View from the Observation Deck 

  1. Today's blog post updates three previous posts done on 7/7/16 (click here to view), 5/17/16 (click here to view) and on 2/16/16 (click here to view).
  2. The S&P 500 Index, which is capitalization-weighted, posted a total return of 13.22% for the 12-month period ended 8/22/16, according to Bloomberg. On a price-only basis, which excludes dividends, the index was up 10.74%.
  3. While some equity investors may subscribe to the philosophy of "sell in May and go away," it has not worked so far in 2016. The S&P 500 Index posted a total return of 6.48% from 4/29/16 through 8/22/16, according to Bloomberg. 
  4. The averages in the chart simply reflect where each of the 500 stocks stood, by sector, relative to their 52-week high as of the close on 8/22/16. Their respective cap-weightings were not factored into the calculations.
  5. As of 8/22/16, the S&P 500 Index, on a cap-weighted basis, stood 0.34% below its all-time high of 2,190.15, which was established on 8/15/16.
  6. As indicated by the percentages in the chart, two (Consumer Staples & Utilities) of the three sectors reflecting the least damage over the past 52 weeks are considered to be defensive in nature, down from three sectors on 7/7/16.

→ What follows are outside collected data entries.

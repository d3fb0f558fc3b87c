//! Request file parser.
//!
//! Requests are TOML documents tagged by `mode`:
//!
//! ```toml
//! mode = "sets"            # or "nodes" / "plt" (aliases "1" / "2" / "3")
//! tdr_codes = ["00", "05"]
//! base_path = "/sim/tdr"
//! current_value = "1mA"
//! csv_path = "/sim/csv"
//! csv_filename = "cuts"
//!
//! [[sets]]
//! cutplane_axis = "z"
//! cutplane_position = "0.5"
//! cutline_axis = "x"
//! cutline_positions = ["1.0", "1.2"]
//! parameters = "eDensity, hDensity"
//! ```

use std::path::Path;

use crate::error::{GenerationError, Result};
use crate::request::Request;

/// Parse a request document.
pub fn parse(input: &str) -> Result<Request> {
    let request: Request =
        toml::from_str(input).map_err(|e| GenerationError::Request(e.to_string()))?;
    tracing::debug!(mode = request.mode_name(), "request parsed");
    Ok(request)
}

/// Read and parse a request file.
pub fn load(path: impl AsRef<Path>) -> Result<Request> {
    let input = std::fs::read_to_string(path.as_ref())?;
    parse(&input)
}
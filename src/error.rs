use thiserror::Error;

use crate::ir::Axis;

#[derive(Debug, Error)]
pub enum GenerationError {
    #[error("Request error: {0}")]
    Request(String),

    #[error("Invalid parameter(s) in set {set}: {}", .names.join(", "))]
    InvalidParameter { set: usize, names: Vec<String> },

    #[error("Axis conflict in set {set}: cutplane and cutline cannot both be on {axis}")]
    AxisConflict { set: usize, axis: Axis },

    #[error("Malformed TDR code '{0}': expected one or two digits")]
    MalformedTdrCode(String),

    #[error("Malformed input: {0}")]
    MalformedInput(String),

    #[error("IO error: {0}")]
    Io(#[from] std::io::Error),
}

pub type Result<T> = std::result::Result<T, GenerationError>;
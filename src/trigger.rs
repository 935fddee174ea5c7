//! Turns viewport visibility batches into render and eviction requests.

use std::collections::{BTreeSet, HashMap};

use tracing::debug;

use crate::error::ViewerResult;
use crate::evict::EvictionPolicy;
use crate::region::DisplayRegion;
use crate::render::{RenderPriority, RenderScheduler};
use crate::slot::SlotRegistry;
use crate::window::{evict_candidates, retain_order, VisibleWindow};

/// Handle returned by the observer for one registered region.
#[derive(Debug, Clone, Copy, PartialEq, Eq, Hash)]
pub struct ObservationId(pub u64);

/// One entry of a visibility batch.
#[derive(Debug, Clone, Copy, PartialEq, Eq)]
pub struct VisibilityChange {
    pub observation: ObservationId,
    pub visible: bool,
}

/// Host primitive that watches regions for visibility.
///
/// Batches are delivered by the host to `DocumentSession::on_visibility`.
pub trait ViewportObserver {
    fn register(&mut self, region: &DisplayRegion) -> ObservationId;
    fn unregister(&mut self, id: ObservationId);
}

/// Outcome of one trigger cycle.
#[derive(Debug, Clone, PartialEq, Eq)]
pub struct CycleReport {
    pub window: VisibleWindow,
    /// Pages passed to the scheduler, nearest first.
    pub requested: Vec<u32>,
    /// Pages whose artifacts were released.
    pub evicted: Vec<u32>,
}

/// Wraps the viewport observer and drives scheduling from its batches.
pub struct ViewportTrigger {
    observer: Box<dyn ViewportObserver>,
    observations: HashMap<ObservationId, u32>,
    visible: BTreeSet<u32>,
    window: Option<VisibleWindow>,
    prefetch_radius: u32,
    eviction_distance: u32,
    page_count: u32,
    active: bool,
}

impl ViewportTrigger {
    /// Register every slot's region with the observer.
    pub fn start(
        mut observer: Box<dyn ViewportObserver>,
        registry: &SlotRegistry,
        prefetch_radius: u32,
        eviction_distance: u32,
    ) -> Self {
        let observations = registry
            .all()
            .map(|slot| (observer.register(slot.region()), slot.index()))
            .collect();

        Self {
            observer,
            observations,
            visible: BTreeSet::new(),
            window: None,
            prefetch_radius,
            eviction_distance,
            page_count: registry.page_count(),
            active: true,
        }
    }

    /// Window computed by the most recent non-empty batch.
    pub fn window(&self) -> Option<VisibleWindow> {
        self.window
    }

    pub fn is_active(&self) -> bool {
        self.active
    }

    /// Process one visibility batch.
    ///
    /// Returns `None` when stopped or when nothing is visible after the batch.
    pub fn cycle(
        &mut self,
        batch: &[VisibilityChange],
        registry: &mut SlotRegistry,
        scheduler: &mut RenderScheduler,
        eviction: &mut EvictionPolicy,
    ) -> ViewerResult<Option<CycleReport>> {
        if !self.active {
            return Ok(None);
        }

        for change in batch {
            let Some(&index) = self.observations.get(&change.observation) else {
                debug!(observation = change.observation.0, "visibility change for unknown region");
                continue;
            };
            if change.visible {
                self.visible.insert(index);
            } else {
                self.visible.remove(&index);
            }
        }

        let Some(window) = VisibleWindow::from_visible(self.visible.iter().copied()) else {
            return Ok(None);
        };
        self.window = Some(window);

        scheduler.begin_cycle();
        let requested = retain_order(&window, self.prefetch_radius, self.page_count);
        for &index in &requested {
            let priority = if window.contains(index) {
                RenderPriority::Visible
            } else {
                RenderPriority::Prefetch
            };
            scheduler.ensure_rendered(registry, index, priority)?;
        }

        let mut evicted = Vec::new();
        for index in evict_candidates(&window, self.eviction_distance, self.page_count) {
            if eviction.evict(registry, index, Some(&window))? {
                evicted.push(index);
            }
        }

        debug!(
            first = window.first(),
            last = window.last(),
            requested = requested.len(),
            evicted = evicted.len(),
            "viewport cycle"
        );
        Ok(Some(CycleReport {
            window,
            requested,
            evicted,
        }))
    }

    /// Unregister every region. Later batches are ignored. Idempotent.
    pub fn stop(&mut self) {
        if !self.active {
            return;
        }
        self.active = false;
        for (id, _) in self.observations.drain() {
            self.observer.unregister(id);
        }
        self.visible.clear();
    }
}
//! Viewer configuration loaded from JSON.

use std::path::Path;

use serde::Deserialize;

use crate::error::{ViewerError, ViewerResult};

/// Fraction of the container width a fit-width page occupies.
const FIT_WIDTH_FRACTION: f64 = 0.9;

/// Narrowest width a fit-width page is laid out at, in pixels.
const MIN_FIT_WIDTH: f64 = 400.0;

/// Render configuration for a document session.
#[derive(Debug, Clone, PartialEq, Deserialize)]
#[serde(default)]
pub struct ViewerConfig {
    /// Render scale (1.0 = natural page size). With `fit_width` set this is a multiplier
    /// on the fit scale.
    pub scale: f64,
    /// Pages beyond the visible window that are rendered ahead of scrolling.
    pub prefetch_radius: u32,
    /// Rendered pages farther than this from the visible window are evicted.
    pub eviction_distance: u32,
    /// Cap on simultaneously running renders. `None` = unbounded.
    ///
    /// Pages inside the visible window are never held back by the cap.
    pub max_concurrent_renders: Option<usize>,
    /// Worker threads in the render pool (0 = rayon default).
    pub render_threads: usize,
    /// Container width in pixels; when set, pages are scaled to fit it.
    pub fit_width: Option<f64>,
}

impl Default for ViewerConfig {
    fn default() -> Self {
        Self {
            scale: 1.2,
            prefetch_radius: 1,
            eviction_distance: 3,
            max_concurrent_renders: None,
            render_threads: 0,
            fit_width: None,
        }
    }
}

impl ViewerConfig {
    /// Load and validate a configuration file.
    pub fn load(path: &Path) -> ViewerResult<Self> {
        let content = std::fs::read_to_string(path)?;
        Self::from_json(&content)
    }

    /// Parse and validate a JSON configuration. Missing fields take their defaults.
    pub fn from_json(content: &str) -> ViewerResult<Self> {
        let config: ViewerConfig = serde_json::from_str(content)?;
        config.validate()?;
        Ok(config)
    }

    pub fn validate(&self) -> ViewerResult<()> {
        if !self.scale.is_finite() || self.scale <= 0.0 {
            return Err(ViewerError::ConfigError(format!(
                "scale must be a positive number, got {}",
                self.scale
            )));
        }
        if self.eviction_distance < self.prefetch_radius {
            return Err(ViewerError::ConfigError(format!(
                "eviction_distance ({}) must not be smaller than prefetch_radius ({})",
                self.eviction_distance, self.prefetch_radius
            )));
        }
        if self.max_concurrent_renders == Some(0) {
            return Err(ViewerError::ConfigError(
                "max_concurrent_renders must be at least 1".to_string(),
            ));
        }
        if let Some(width) = self.fit_width {
            if !width.is_finite() || width <= 0.0 {
                return Err(ViewerError::ConfigError(format!(
                    "fit_width must be a positive number, got {width}"
                )));
            }
        }
        Ok(())
    }

    /// Scale used to rasterize a page of the given natural width.
    ///
    /// Falls back to the plain `scale` when either the container or the page width is unknown.
    pub fn effective_scale(&self, page_width: Option<f64>) -> f64 {
        match (self.fit_width, page_width) {
            (Some(container), Some(page)) if page > 0.0 => {
                let target = (container * FIT_WIDTH_FRACTION).max(MIN_FIT_WIDTH);
                target / page * self.scale
            }
            _ => self.scale,
        }
    }
}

This chart is for illustrative purposes only and not indicative of any actual investment. The illustration excludes the effects of taxes and brokerage commissions and other expenses incurred when investing. There can be no assurance that any of the projections cited will occur. Investors cannot invest directly in an index. The S&P 500 Index is a capitalization-weighted index comprised of 500 stocks used to measure large-cap U.S. stock market performance, while the 10 major S&P 500 Sector Indices are capitalization-weighted and comprised of S&P 500 constituents representing a specific sector.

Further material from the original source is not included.